The U.S. Agency for International Development (USAID) through Partners for Development has launched a three-year $3.5 million Water Improvement and Sanitation Enhancement (WISE) activity to improve water safety in Jigawa and Kano states.
The WISE activity will reduce the occurrence and impact of waterborne diseases through improvements in access to clean drinking water and sanitation, and the adoption of key hygiene behaviors. One of the first tasks will be to construct or rehabilitate 30 water access points and install 55 sanitation facilities in schools and community health centers.

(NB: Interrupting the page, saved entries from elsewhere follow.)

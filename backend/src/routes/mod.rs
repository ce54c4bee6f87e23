//! Route definitions for the Storefront Order Management Platform

use axum::{
    middleware,
    routing::{delete, get, post, put},
    Router,
};

use crate::{handlers, middleware::auth_middleware, AppState};

/// Create API routes; everything except health requires a bearer token
pub fn api_routes(state: AppState) -> Router<AppState> {
    let protected = Router::new()
        .nest("/reconciliation", reconciliation_routes())
        .nest("/plans", plan_routes())
        .nest("/amendments", amendment_routes())
        .nest("/orders", order_routes())
        .nest("/hierarchy", hierarchy_routes())
        .route_layer(middleware::from_fn_with_state(state, auth_middleware));

    Router::new()
        .route("/health", get(handlers::health_check))
        .merge(protected)
}

/// Weekly reconciliation routes
fn reconciliation_routes() -> Router<AppState> {
    Router::new()
        .route("/cache", delete(handlers::clear_reconciliation_cache))
        .route("/:reference", get(handlers::get_weekly_reconciliation))
        .route("/:reference/export", get(handlers::export_weekly_reconciliation))
}

/// Weekly plan batch routes (admin)
fn plan_routes() -> Router<AppState> {
    Router::new().route("/:reference/upload", post(handlers::upload_weekly_plan))
}

/// Amendment workflow routes
fn amendment_routes() -> Router<AppState> {
    Router::new()
        .route("/", post(handlers::save_amendment))
        .route(
            "/weeks/:reference/stores/:store_id/submit",
            post(handlers::submit_store_amendments),
        )
        .route(
            "/weeks/:reference/stores/:store_id",
            delete(handlers::reset_store_submissions),
        )
        .route("/:id/approve", post(handlers::approve_amendment))
        .route("/:id/reset", post(handlers::reset_amendment))
}

/// Order edit and lifecycle routes
fn order_routes() -> Router<AppState> {
    Router::new()
        .route("/:order_id", get(handlers::get_order))
        .route("/:order_id/items", put(handlers::edit_order_items))
        .route("/:order_id/review", post(handlers::mark_order_for_review))
        .route("/:order_id/accept", post(handlers::accept_order))
        .route("/:order_id/reject", post(handlers::reject_order))
        .route("/:order_id/cancel", post(handlers::cancel_order))
        .route("/:order_id/history", get(handlers::get_order_history))
}

/// Store hierarchy routes
fn hierarchy_routes() -> Router<AppState> {
    Router::new()
        .route("/stores", get(handlers::list_my_stores))
        .route("/vacancies", get(handlers::list_vacancies))
}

These improved water access points will provide clean drinking water to more than 66,000 local residents.
This is contain in a statement from the US Embassy in Nigeria and made available to Hamada Times on Thursday.
In a remark at an event, USAID Deputy Mission Director Katie Donohoe said, “Access to basic water, sanitation, and hygiene services within a community are the cornerstone of a healthy, equitable, and prosperous Nigeria.” She added, “When this is done, each community will have a first line defense against the spread of infectious disease and allow children to spend more time in school.”
The Deputy Governor of Jigawa State Umar Namadi said, “Water is life, and it has been one of the priorities of the Jigawa State government.” He added, “We are ready to cooperate with the USAID WISE activity to ensure that safe drinking water is provided to the people of the state.”
According to the 2019 Water, Sanitation, and Hygiene National Outcome Routine Mapping report, two out of five schools in Jigawa State, and three out of four in Kano State do not have access to reliable drinking water. Frontline healthcare workers also lack access to safe water and struggle to deliver high quality health services.
The survey found that over half of community water access services in Jigawa broke down within their first year of operation, while over 20 percent in Kano no longer functioned after six months.
The WISE activity will work toward addressing some of these deficiencies and increase the capacity of local stakeholders to sustain and manage equitable access to water and sanitation.